近年来，SIRT1逐渐走进人们视线，并越来越多地受到人们的重视。SIRT1是一种细胞代谢辅酶NAD+依赖地Ⅲ类组蛋白去乙酰化酶，通过转录调控，参与基因转录、能量代谢以及细胞衰老过程的调节，具有延长生物寿命，延缓各种年龄相关性疾病进展的作用，因此，在抗衰老领域备受关注。SIRT1可以通过调节叉头转录因子(Forkhead box O,FOXOs)、P53等的活性，通过组蛋白脱乙酰基作用，发挥抗凋亡的作用[12]，从而延缓年龄相关性疾病的进展。P53是SIRT1的重要底物，在正常情况下，P53呈现休眠状态，但是当细胞发生DNA损伤等刺激后，在P53 C末端的多个赖氨酸位点出现乙酰化，从而呈现激活状态，刺激下游多种靶基因转录，诱导细胞凋亡[13]。而SIRT1能够利用去乙酰化P53后降低P53介导的转录激活，进而发挥维护细胞避免出现凋亡的效果[14]。SIRT1作为机体自身防御体系的重要组成成分，当氧化应激发生时可出现反应性表达上调，既往报道[15]显示，在角膜、晶状体、视网膜等组织中均观察到SIRT1的表达。同其他细胞相同，在氧化损伤环境中出现反应性上调，也是SIRT1对人LECs发挥保护作用的关键措施，从而降低细胞凋亡水平，延缓ARC疾病进展。

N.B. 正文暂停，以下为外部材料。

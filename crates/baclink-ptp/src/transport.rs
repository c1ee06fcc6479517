//! [`DataLink`] front end over the PTP link engine.

use crate::codec::MAX_DATA_LEN;
use crate::link::{Link, PendingTx, PtpConfig, PtpStats, SendQueue};
use baclink_datalink::{DataLink, DataLinkAddress, DataLinkError, LinkAddress, SerialLink};
use std::collections::VecDeque;
use std::sync::atomic::{AtomicBool, Ordering};
use std::sync::{Arc, Mutex as StdMutex};
use std::time::Duration;
use tokio::sync::{mpsc, oneshot, Mutex, Notify};
use tokio::task::JoinHandle;
use tokio::time::timeout;

/// A point-to-point serial BACnet link.
///
/// The medium is addressless: the single peer is both the unicast and the
/// broadcast destination.
pub struct PtpTransport {
    queue: SendQueue,
    wake: Arc<Notify>,
    shutdown: Arc<AtomicBool>,
    delivered: Mutex<mpsc::UnboundedReceiver<Vec<u8>>>,
    stats: Arc<StdMutex<PtpStats>>,
    driver: JoinHandle<()>,
}

impl PtpTransport {
    /// Start the engine task on `serial` and return the caller-side handle.
    pub fn start<S>(serial: S, config: PtpConfig) -> Self
    where
        S: SerialLink + 'static,
    {
        let queue: SendQueue = Arc::new(StdMutex::new(VecDeque::new()));
        let wake = Arc::new(Notify::new());
        let shutdown = Arc::new(AtomicBool::new(false));
        let (deliver_tx, deliver_rx) = mpsc::unbounded_channel();
        let stats = Arc::new(StdMutex::new(PtpStats::default()));

        let link = Link::new(
            serial,
            &config,
            Arc::clone(&queue),
            Arc::clone(&wake),
            Arc::clone(&shutdown),
            deliver_tx,
            Arc::clone(&stats),
        );
        let driver = tokio::spawn(link.run());

        Self {
            queue,
            wake,
            shutdown,
            delivered: Mutex::new(deliver_rx),
            stats,
            driver,
        }
    }

    pub fn stats(&self) -> PtpStats {
        self.stats
            .lock()
            .unwrap_or_else(|e| e.into_inner())
            .clone()
    }

    pub fn is_connected(&self) -> bool {
        self.stats().connected
    }

    fn enqueue(&self, payload: &[u8]) -> Result<oneshot::Receiver<()>, DataLinkError> {
        if payload.len() > MAX_DATA_LEN {
            return Err(DataLinkError::FrameTooLarge);
        }
        if self.driver.is_finished() {
            return Err(DataLinkError::Disposed);
        }
        let (done_tx, done_rx) = oneshot::channel();
        self.queue
            .lock()
            .unwrap_or_else(|e| e.into_inner())
            .push_back(PendingTx {
                data: payload.to_vec(),
                done: Some(done_tx),
            });
        self.wake.notify_one();
        Ok(done_rx)
    }

    /// Enqueue and block until the peer acknowledges the frame, or `limit`
    /// elapses.
    pub async fn send_and_wait(
        &self,
        address: DataLinkAddress,
        payload: &[u8],
        limit: Duration,
    ) -> Result<(), DataLinkError> {
        check_address(&address)?;
        let done = self.enqueue(payload)?;
        match timeout(limit, done).await {
            Ok(Ok(())) => Ok(()),
            Ok(Err(_)) => Err(DataLinkError::Disposed),
            Err(_) => Err(DataLinkError::TransmitTimeout),
        }
    }

    /// Ask the engine to send a disconnect and stop. Idempotent.
    pub fn close(&self) {
        self.shutdown.store(true, Ordering::Relaxed);
        self.wake.notify_one();
    }
}

fn check_address(address: &DataLinkAddress) -> Result<(), DataLinkError> {
    match address.link {
        LinkAddress::Ptp => Ok(()),
        _ => Err(DataLinkError::AddressFamily(*address)),
    }
}

impl Drop for PtpTransport {
    fn drop(&mut self) {
        self.driver.abort();
    }
}

impl DataLink for PtpTransport {
    async fn send(&self, address: DataLinkAddress, payload: &[u8]) -> Result<(), DataLinkError> {
        check_address(&address)?;
        // Fire-and-forget: completion is observable via send_and_wait only.
        let _ = self.enqueue(payload)?;
        Ok(())
    }

    async fn recv(&self, buf: &mut [u8]) -> Result<(usize, DataLinkAddress), DataLinkError> {
        let mut delivered = self.delivered.lock().await;
        let data = delivered.recv().await.ok_or(DataLinkError::Disposed)?;
        if data.len() > buf.len() {
            return Err(DataLinkError::FrameTooLarge);
        }
        buf[..data.len()].copy_from_slice(&data);
        Ok((data.len(), DataLinkAddress::ptp()))
    }

    fn broadcast_address(&self) -> DataLinkAddress {
        DataLinkAddress::ptp()
    }
}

本次研究中，在GSH-Px、GSH以及SOD、MDA水平方面，实验组均高于对照组，实验组P53、SIRT1表达水平高于对照组，该结果与文献报道[6]结果一致。通过研究我们发现，ARC发病过程中伴有氧化应激的发生，在氧化损伤的过程中伴有P53的表达上调促进细胞凋亡，SIRT1的表达上调，是LECs保护自身，避免凋亡的重要因素之一。目前，对于ARC的研究多针对其致病原因行相关细胞因子检测，而对于如何抑制凋亡、延缓ARC病程进展研究较少。本研究不但从致病因素，同时从如何延缓ARC病程进展、抑制凋亡两方面同时入手。但因样本量及细胞因子较少等因素影响，本研究也存在一定不足，P53如何促进凋亡、SIRT1如何在ARC的发病过程中对LECs起着保护作用以及如何调控P53表达水平影响LECs凋亡等分子机制还需在增加样本量以及更多细胞因子、更多调控途径的基础上，进行进一步深入研究。

综上所述，ARC患者LECs内，P53、SIRT1呈高表达，在ARC的发病中起着潜在的作用。通过SIRT1的表达调节，延缓ARC的病程进展，可作为ARC药物治疗的靶点，为ARC的预防和治疗提供新的理论依据。